Every line of the records that holds the word "contains" should be copied.

Data excerpts:
____

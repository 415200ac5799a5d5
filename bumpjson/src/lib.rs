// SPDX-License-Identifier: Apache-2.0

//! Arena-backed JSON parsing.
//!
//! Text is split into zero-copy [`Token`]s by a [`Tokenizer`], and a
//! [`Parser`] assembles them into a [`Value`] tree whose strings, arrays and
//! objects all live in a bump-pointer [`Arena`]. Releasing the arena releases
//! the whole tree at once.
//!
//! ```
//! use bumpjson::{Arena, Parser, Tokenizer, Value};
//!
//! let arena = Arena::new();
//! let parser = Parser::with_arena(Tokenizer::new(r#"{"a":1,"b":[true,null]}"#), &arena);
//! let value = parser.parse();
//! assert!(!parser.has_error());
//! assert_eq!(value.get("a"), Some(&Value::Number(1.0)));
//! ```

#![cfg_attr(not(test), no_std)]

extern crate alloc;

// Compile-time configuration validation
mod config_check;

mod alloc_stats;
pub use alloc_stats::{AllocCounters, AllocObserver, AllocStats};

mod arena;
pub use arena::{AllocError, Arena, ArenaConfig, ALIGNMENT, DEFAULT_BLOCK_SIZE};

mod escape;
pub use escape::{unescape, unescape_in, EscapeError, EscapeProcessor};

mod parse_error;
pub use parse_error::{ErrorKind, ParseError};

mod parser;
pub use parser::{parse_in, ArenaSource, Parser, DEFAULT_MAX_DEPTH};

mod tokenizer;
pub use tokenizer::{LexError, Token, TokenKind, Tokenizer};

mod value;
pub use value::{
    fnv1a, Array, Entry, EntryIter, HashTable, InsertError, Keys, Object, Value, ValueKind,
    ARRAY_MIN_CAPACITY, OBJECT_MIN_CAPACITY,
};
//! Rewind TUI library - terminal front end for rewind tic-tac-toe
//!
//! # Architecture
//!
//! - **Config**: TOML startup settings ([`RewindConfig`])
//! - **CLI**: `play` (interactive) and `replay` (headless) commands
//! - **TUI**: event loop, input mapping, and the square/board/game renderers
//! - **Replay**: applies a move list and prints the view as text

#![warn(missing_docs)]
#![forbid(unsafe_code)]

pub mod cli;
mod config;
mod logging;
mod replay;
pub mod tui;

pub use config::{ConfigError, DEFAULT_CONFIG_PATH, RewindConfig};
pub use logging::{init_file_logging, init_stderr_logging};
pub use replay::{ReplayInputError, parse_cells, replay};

____

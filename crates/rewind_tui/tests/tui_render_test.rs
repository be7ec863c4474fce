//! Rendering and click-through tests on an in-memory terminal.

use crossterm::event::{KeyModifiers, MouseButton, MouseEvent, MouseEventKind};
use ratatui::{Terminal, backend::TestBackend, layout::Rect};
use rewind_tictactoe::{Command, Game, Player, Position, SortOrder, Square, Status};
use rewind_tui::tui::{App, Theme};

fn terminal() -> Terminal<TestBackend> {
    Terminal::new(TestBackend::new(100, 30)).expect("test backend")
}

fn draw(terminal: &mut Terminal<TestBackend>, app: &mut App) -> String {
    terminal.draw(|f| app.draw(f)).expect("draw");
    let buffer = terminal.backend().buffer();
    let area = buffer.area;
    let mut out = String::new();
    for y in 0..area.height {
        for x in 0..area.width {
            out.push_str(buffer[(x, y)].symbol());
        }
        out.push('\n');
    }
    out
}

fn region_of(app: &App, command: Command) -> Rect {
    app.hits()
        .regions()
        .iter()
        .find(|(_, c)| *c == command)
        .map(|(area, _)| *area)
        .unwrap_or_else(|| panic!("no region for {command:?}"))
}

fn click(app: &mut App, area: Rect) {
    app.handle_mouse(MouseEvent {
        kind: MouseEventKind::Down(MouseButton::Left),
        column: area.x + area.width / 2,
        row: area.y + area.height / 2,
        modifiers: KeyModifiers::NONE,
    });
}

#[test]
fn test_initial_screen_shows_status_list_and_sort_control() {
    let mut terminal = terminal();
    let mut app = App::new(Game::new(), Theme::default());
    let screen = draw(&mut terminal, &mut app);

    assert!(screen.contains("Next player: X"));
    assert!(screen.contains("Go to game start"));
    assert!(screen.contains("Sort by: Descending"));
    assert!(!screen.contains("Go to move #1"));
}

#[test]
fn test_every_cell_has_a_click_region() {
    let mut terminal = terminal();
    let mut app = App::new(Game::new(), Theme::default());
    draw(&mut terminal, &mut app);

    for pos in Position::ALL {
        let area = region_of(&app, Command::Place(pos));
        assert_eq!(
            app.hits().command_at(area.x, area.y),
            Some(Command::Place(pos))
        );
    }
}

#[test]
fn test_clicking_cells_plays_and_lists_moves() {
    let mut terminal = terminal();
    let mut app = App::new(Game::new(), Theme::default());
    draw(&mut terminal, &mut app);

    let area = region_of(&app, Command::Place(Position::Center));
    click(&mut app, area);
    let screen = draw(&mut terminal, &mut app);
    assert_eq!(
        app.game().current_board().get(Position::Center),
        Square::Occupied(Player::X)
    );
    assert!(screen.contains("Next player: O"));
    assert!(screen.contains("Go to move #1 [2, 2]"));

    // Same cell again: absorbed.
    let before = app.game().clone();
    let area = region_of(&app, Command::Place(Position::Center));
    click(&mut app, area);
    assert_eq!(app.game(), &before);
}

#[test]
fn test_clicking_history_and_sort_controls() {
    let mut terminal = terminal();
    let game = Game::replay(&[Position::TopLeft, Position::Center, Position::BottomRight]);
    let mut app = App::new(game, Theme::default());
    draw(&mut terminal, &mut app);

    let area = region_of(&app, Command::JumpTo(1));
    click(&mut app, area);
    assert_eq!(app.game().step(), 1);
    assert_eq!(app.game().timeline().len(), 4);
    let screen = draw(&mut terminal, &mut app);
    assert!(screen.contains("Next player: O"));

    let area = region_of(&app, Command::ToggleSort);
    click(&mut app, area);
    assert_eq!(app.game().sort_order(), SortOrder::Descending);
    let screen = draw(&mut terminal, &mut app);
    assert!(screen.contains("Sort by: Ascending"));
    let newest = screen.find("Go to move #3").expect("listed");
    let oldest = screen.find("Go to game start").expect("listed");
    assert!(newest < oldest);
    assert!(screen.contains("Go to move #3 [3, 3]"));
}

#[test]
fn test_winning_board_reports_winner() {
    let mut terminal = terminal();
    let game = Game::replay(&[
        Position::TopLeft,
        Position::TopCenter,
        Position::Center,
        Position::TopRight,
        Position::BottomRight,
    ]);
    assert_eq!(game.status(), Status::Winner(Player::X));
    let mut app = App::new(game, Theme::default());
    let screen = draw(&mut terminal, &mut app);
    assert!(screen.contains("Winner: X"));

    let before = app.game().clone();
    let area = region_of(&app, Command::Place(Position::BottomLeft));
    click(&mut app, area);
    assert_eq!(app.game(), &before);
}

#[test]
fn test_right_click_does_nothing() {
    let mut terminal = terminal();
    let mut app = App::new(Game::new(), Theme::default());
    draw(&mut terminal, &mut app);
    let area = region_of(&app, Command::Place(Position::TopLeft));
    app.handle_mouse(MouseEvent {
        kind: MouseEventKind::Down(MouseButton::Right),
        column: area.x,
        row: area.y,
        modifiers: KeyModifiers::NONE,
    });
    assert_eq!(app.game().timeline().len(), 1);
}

____

Response:
    assert!(screen.contains("Next player: X"));
    assert!(screen.contains("Go to game start"));
    assert!(screen.contains("Sort by: Descending"));
    assert!(!screen.contains("Go to move #1"));
    assert!(screen.contains("Next player: O"));
    assert!(screen.contains("Go to move #1 [2, 2]"));
    assert!(screen.contains("Next player: O"));
    assert!(screen.contains("Sort by: Ascending"));
    assert!(screen.contains("Go to move #3 [3, 3]"));
    assert!(screen.contains("Winner: X"));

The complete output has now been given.